Penilaian tersebut, diantaranya dilatarbelakangi wilayah Kecamatan Jatinangor terdapat empat perguruan tinggi (PT). Masing-masing Universitas Padjdjaran (Unpad), Institut Teknologi Bandung (ITB), Sekolah Tinggi Pemerintahan Dalam Negeri (STPDN), dan Institut Koperasi Indonesia (Ikopin), dengan jumlah mahasiswa lebih dari 50.000 orang.
Selain itu, wacana untuk menjadikan Kecamatan Jatinangor menjadi sebuah kota atau kota administratif, sudah lama didengungkan. Hal itu diakui salah seorang Anggota Senat Guru Besar Unpad Bandung, Prof. Dr. Wahyudin Zarkasyi. Wahyudin yang juga Kepala Dinas Pendidikan (Disdik) Jabar ini mengatakan, sudah saatnya pelayanan pemerinah terhadap kawasan Jatinangor ditingkatkan.
"Namun untuk meningkatkan pelayanan pemerintah ini, kawasan Jatinangor harus menjadi sebuah kota mandiri. Terlebih dengan adanya empat perguruan tinggi besar di sana, yakni Unpad, STPDN, ITB, dan Ikopin dengan jumlah mahasiswa lebih dari 50 ribu orang," ungkap Wahyudin saat ditemui media ini di kantor Disdik Jabar, Jalan Dr. Rajiman Bandung, belum lama ini.

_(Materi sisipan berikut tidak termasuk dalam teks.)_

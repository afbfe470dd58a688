use glam::Vec3;

/// A ray with a normalized direction.
#[derive(Copy, Clone, Debug, Default, PartialEq)]
pub struct Ray {
    pub origin: Vec3,
    pub direction: Vec3,
}

impl Ray {
    /// Creates a ray. The direction is normalized here, so every consumer
    /// can treat the ray parameter as a distance.
    pub fn new(origin: Vec3, direction: Vec3) -> Ray {
        Ray { origin, direction: direction.normalize() }
    }

    /// The point at parameter `t` along the ray.
    pub fn position(&self, t: f32) -> Vec3 {
        self.origin + t * self.direction
    }
}

/// A ray tagged with spectral information.
///
/// A broadband ray carries the whole visible spectrum; a monochromatic ray
/// carries a single wavelength (in nanometers) and is what a dispersive
/// refraction event fans a broadband ray into.
#[derive(Copy, Clone, Debug, PartialEq)]
pub struct RayWave {
    pub ray: Ray,
    pub is_monochromatic: bool,
    pub wavelength: f32,
}

impl RayWave {
    /// A ray carrying the whole spectrum. The wavelength field is
    /// meaningless until the ray is made monochromatic.
    pub fn broadband(ray: Ray) -> RayWave {
        RayWave { ray, is_monochromatic: false, wavelength: 0.0 }
    }

    /// A ray carrying a single wavelength, in nanometers.
    pub fn monochromatic(ray: Ray, wavelength: f32) -> RayWave {
        RayWave { ray, is_monochromatic: true, wavelength }
    }

    /// The same ray geometry, re-tagged with a single wavelength.
    pub fn with_wavelength(&self, wavelength: f32) -> RayWave {
        RayWave::monochromatic(self.ray, wavelength)
    }
}

/// Reflects a direction across a surface normal.
pub fn reflect(v: Vec3, n: Vec3) -> Vec3 {
    v - 2.0 * v.dot(n) * n
}

/// Refracts a direction through a surface with normal `n`.
///
/// `eta` is the ratio of refractive indices across the surface (entering a
/// medium of index `i` from vacuum: `1/i`; exiting: `i`). Returns `None`
/// when total internal reflection leaves no real refracted direction.
pub fn refract(v: Vec3, n: Vec3, eta: f32) -> Option<Vec3> {
    let cos_i = n.dot(v);
    let k = 1.0 - eta * eta * (1.0 - cos_i * cos_i);

    if k < 0.0 {
        None
    } else {
        Some(eta * v - (eta * cos_i + k.sqrt()) * n)
    }
}

#[test]
fn ray_position() {
    let r = Ray::new(
                Vec3::new(2.0, 3.0, 4.0),
                Vec3::new(1.0, 0.0, 0.0)
            );

    assert_eq!(r.position(0.0), Vec3::new(2.0, 3.0, 4.0));
    assert_eq!(r.position(1.0), Vec3::new(3.0, 3.0, 4.0));
    assert_eq!(r.position(-1.0), Vec3::new(1.0, 3.0, 4.0));
    assert_eq!(r.position(2.5), Vec3::new(4.5, 3.0, 4.0));
}

#[test]
fn ray_direction_normalized_on_construction() {
    let r = Ray::new(Vec3::ZERO, Vec3::new(0.0, 0.0, 10.0));

    assert!(crate::feq(r.direction.length(), 1.0));
    assert_eq!(r.direction, Vec3::new(0.0, 0.0, 1.0));
}

#[test]
fn wave_starts_broadband() {
    let w = RayWave::broadband(Ray::new(Vec3::ZERO, Vec3::Z));

    assert!(!w.is_monochromatic);
}

#[test]
fn wave_retagged_with_wavelength() {
    let w = RayWave::broadband(Ray::new(Vec3::ZERO, Vec3::Z));
    let mono = w.with_wavelength(550.0);

    assert!(mono.is_monochromatic);
    assert_eq!(mono.wavelength, 550.0);
    assert_eq!(mono.ray, w.ray);
}

#[test]
fn reflect_45_degrees() {
    let v = Vec3::new(1.0, -1.0, 0.0);
    let n = Vec3::new(0.0, 1.0, 0.0);

    assert_eq!(reflect(v, n), Vec3::new(1.0, 1.0, 0.0));
}

#[test]
fn refract_straight_through_at_unit_ratio() {
    let v = Vec3::new(0.0, 0.0, 1.0);
    let n = Vec3::new(0.0, 0.0, -1.0);

    let refracted = refract(v, n, 1.0).unwrap();
    assert!(crate::feq((refracted - v).length(), 0.0));
}

#[test]
fn refract_perpendicular_incidence_keeps_direction() {
    let v = Vec3::new(0.0, 0.0, 1.0);
    let n = Vec3::new(0.0, 0.0, -1.0);

    // entering glass head-on only changes speed, not direction
    let refracted = refract(v, n, 1.0 / 1.5).unwrap();
    assert!(crate::feq((refracted - v).length(), 0.0));
}

#[test]
fn refract_total_internal_reflection() {
    // grazing exit from a denser medium
    let v = Vec3::new(1.0, 0.0, -0.05).normalize();
    let n = Vec3::new(0.0, 0.0, -1.0);

    assert_eq!(refract(v, n, 1.5), None);
}
use glam::{ Mat3, Vec3 };
use indicatif::ProgressBar;

use crate::canvas::Canvas;
use crate::color::Color;
use crate::ray::{ Ray, RayWave };
use crate::world::World;

/// Converts degrees to radians.
pub fn degrees_to_radians(degrees: f32) -> f32 {
    degrees * std::f32::consts::PI / 180.0
}

/// Rotation around the Y axis by `yaw` degrees, in the camera's column
/// layout (`right`, `down`, `forward`).
pub fn rotation_y(yaw: f32) -> Mat3 {
    let r = degrees_to_radians(yaw);

    Mat3::from_cols(
        Vec3::new(r.cos(), 0.0, r.sin()),
        Vec3::new(0.0, 1.0, 0.0),
        Vec3::new(-r.sin(), 0.0, r.cos()),
    )
}

/// Rotation around the X axis by `pitch` degrees.
pub fn rotation_x(pitch: f32) -> Mat3 {
    let r = degrees_to_radians(pitch);

    Mat3::from_cols(
        Vec3::new(1.0, 0.0, 0.0),
        Vec3::new(0.0, r.cos(), -r.sin()),
        Vec3::new(0.0, r.sin(), r.cos()),
    )
}

/// Which transport driver a frame render uses.
#[derive(Copy, Clone, Debug, PartialEq)]
pub enum RenderMode {
    /// Direct illumination only.
    Flat,
    /// Recursive reflection and refraction.
    Recursive,
    /// Recursive, with wavelength-dependent refraction.
    Dispersive,
}

/// A pinhole camera.
///
/// Screen coordinates are mapped onto a plane `focal` units along the
/// camera's forward axis, centered on the view direction; the rotation
/// matrix orients that plane in world space. Screen Y grows downward.
#[derive(Copy, Clone, Debug)]
pub struct Camera {
    pub position: Vec3,

    /// Orthonormal orientation; columns are `right`, `down`, `forward`.
    pub rotation: Mat3,

    /// Distance from the pinhole to the screen plane, in pixel units.
    pub focal: f32,

    pub width: usize,
    pub height: usize,
}

impl Camera {
    /// Creates a camera at `position` with an identity orientation.
    pub fn new(position: Vec3, focal: f32, width: usize, height: usize) -> Camera {
        Camera {
            position,
            rotation: Mat3::IDENTITY,
            focal,
            width,
            height,
        }
    }

    pub fn right(&self) -> Vec3 {
        self.rotation.x_axis
    }

    pub fn down(&self) -> Vec3 {
        self.rotation.y_axis
    }

    pub fn forward(&self) -> Vec3 {
        self.rotation.z_axis
    }

    /// The primary ray through screen coordinate `(x, y)`.
    pub fn ray_for_pixel(&self, x: usize, y: usize) -> Ray {
        let direction = Vec3::new(
            x as f32 - self.width as f32 / 2.0,
            y as f32 - self.height as f32 / 2.0,
            self.focal,
        );

        Ray::new(self.position, self.rotation * direction)
    }

    /// Renders one pixel with direct illumination only.
    pub fn render_pixel(&self, world: &World, x: usize, y: usize) -> Color {
        world.color_at(&self.ray_for_pixel(x, y))
    }

    /// Renders one pixel with the recursive reflect/refract driver.
    pub fn render_pixel_recursive(&self, world: &World, x: usize, y: usize,
        depth_max: u32) -> Color {
        world.color_at_recursive(&self.ray_for_pixel(x, y), depth_max, 0)
    }

    /// Renders one pixel with the dispersion-aware driver. The primary ray
    /// carries the whole spectrum.
    pub fn render_pixel_dispersive(&self, world: &World, x: usize, y: usize,
        depth_max: u32) -> Color {
        let wave = RayWave::broadband(self.ray_for_pixel(x, y));
        world.color_at_dispersive(&wave, depth_max, 0)
    }

    /// Renders the whole frame, one scanline at a time.
    pub fn render(&self, world: &World, mode: RenderMode, depth_max: u32) -> Canvas {
        let mut image = Canvas::new(self.width, self.height);
        let progress = ProgressBar::new(self.height as u64);

        for y in 0..self.height {
            for x in 0..self.width {
                let color = match mode {
                    RenderMode::Flat => self.render_pixel(world, x, y),
                    RenderMode::Recursive =>
                        self.render_pixel_recursive(world, x, y, depth_max),
                    RenderMode::Dispersive =>
                        self.render_pixel_dispersive(world, x, y, depth_max),
                };
                image.write_pixel(x, y, &color);
            }
            progress.inc(1);
        }
        progress.finish_and_clear();

        image
    }
}

/* Tests */

#[test]
fn ray_through_screen_center_is_forward() {
    let c = Camera::new(Vec3::new(1.0, 2.0, 3.0), 100.0, 200, 200);
    let r = c.ray_for_pixel(100, 100);

    assert_eq!(r.origin, Vec3::new(1.0, 2.0, 3.0));
    assert_eq!(r.direction, Vec3::new(0.0, 0.0, 1.0));
}

#[test]
fn ray_off_center_tilts_down_right() {
    let c = Camera::new(Vec3::ZERO, 100.0, 200, 200);
    let r = c.ray_for_pixel(150, 150);

    assert!(r.direction.x > 0.0);
    assert!(r.direction.y > 0.0);
    assert!(r.direction.z > 0.0);
}

#[test]
fn ray_follows_camera_rotation() {
    let mut c = Camera::new(Vec3::ZERO, 100.0, 200, 200);
    c.rotation = rotation_y(90.0);

    let r = c.ray_for_pixel(100, 100);
    assert!(crate::feq((r.direction - Vec3::new(-1.0, 0.0, 0.0)).length(), 0.0));
}

#[test]
fn rotation_matrices_are_orthonormal() {
    for m in [rotation_y(37.0), rotation_x(-63.0)].iter() {
        let product = m.transpose() * *m;

        for (a, b) in product.to_cols_array().iter()
            .zip(Mat3::IDENTITY.to_cols_array().iter()) {
            assert!(crate::feq(*a, *b));
        }
    }
}

#[cfg(test)]
mod pixel_driver {
    use std::f32::consts::PI;

    use super::*;
    use crate::geometry::Triangle;
    use crate::light::{ Light, Material };

    /// A wall at `z = 2` facing the camera, a point light one unit in
    /// front of it, the camera on the axis looking straight at it.
    fn wall_scene() -> (World, Camera) {
        let mut world = World::new(
            Light::point(Vec3::new(0.0, 0.0, 1.0), Color::white()),
            Color::black(),
        );

        let mut material = Material::flat(Color::white());
        material.ambient = 0.0;
        material.diffuse = 1.0;
        material.specular = 0.0;
        material.reflection = 0.0;
        material.refraction = 0.0;
        let material = world.add_material(material);

        world.triangles.push(Triangle::new(
            Vec3::new(-5.0, -5.0, 2.0),
            Vec3::new(5.0, -5.0, 2.0),
            Vec3::new(0.0, 5.0, 2.0),
            material,
        ));

        (world, Camera::new(Vec3::ZERO, 100.0, 100, 100))
    }

    #[test]
    fn center_pixel_sees_falloff_weighted_diffuse() {
        let (world, camera) = wall_scene();

        // light one unit from the wall, square on: cos = 1, d = 1
        let expected = Color::white() * (1.0 / (4.0 * PI));
        assert_eq!(camera.render_pixel(&world, 50, 50), expected);
    }

    #[test]
    fn recursive_and_flat_agree_without_branches() {
        let (world, camera) = wall_scene();

        // specular is zero and no branch is spawned, so the recursive
        // driver reduces to the Lambertian term
        let flat = camera.render_pixel(&world, 50, 50);
        assert_eq!(camera.render_pixel_recursive(&world, 50, 50, 5), flat);
        assert_eq!(camera.render_pixel_dispersive(&world, 50, 50, 5), flat);
    }

    #[test]
    fn render_fills_canvas() {
        let (world, camera) = wall_scene();
        let camera = Camera { width: 4, height: 3, ..camera };

        let canvas = camera.render(&world, RenderMode::Flat, 1);

        assert_eq!(canvas.width, 4);
        assert_eq!(canvas.height, 3);
        assert!(canvas.read_pixel(2, 1).is_some());
    }
}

Ia mengatakan, empat PT dengan jumlah mahasiswa sebanyak itu, harus mendapat pelayanan prima dari sebuah pemerintahan kota. Namun pada kenyataannya, selama ini empat PT dengan 50 ribu mahasiswanya itu hanya dilayani pemerintahan tingkat kecamatan.
"Jelas ini sangat timpang sekali. Masa empat PT yang telah memberikan kontribusi kepada masyarakat setempat di bidang ekonomi, kawasannya tidak dibenahi pemerintah daerah," tegasnya.
Menurut Wahyudin, dengan adanya 50 ribu mahasiswa di sana sangat potensial untuk mengundang para investor menanamkan investasinya. Saat ini, tanpa diundang pun investor sudah datang dengan membangun berbagai fasilitas, khususnya tempat kos-kosan.
Ia mengakui, sebenarnya pemerintah sudah lama merancang kawasan Jatinangor untuk dijadikan sebagai kota mandiri (kota pendidikan). Hal ini dibuktikan sejumlah perguruan tinggi, didorong untuk dipindahkan ke Jatinangor. Namun kenyataannya pemerintah belum siap, sehingga kondisi kawasan Jatinangor apa adanya seperti sekarang.
Wahyudin beranggapan, sebaiknya kawasan Jatinangor dikelola secara otonomi atau terpisah dari Pemkab Sumedang, agar pelayanannya lebih terfokus. Pasalnya, pelayanan pemerintahan kepada masyarakat setempat dan perguruan tinggi yang ada, terasa kurang maksimal.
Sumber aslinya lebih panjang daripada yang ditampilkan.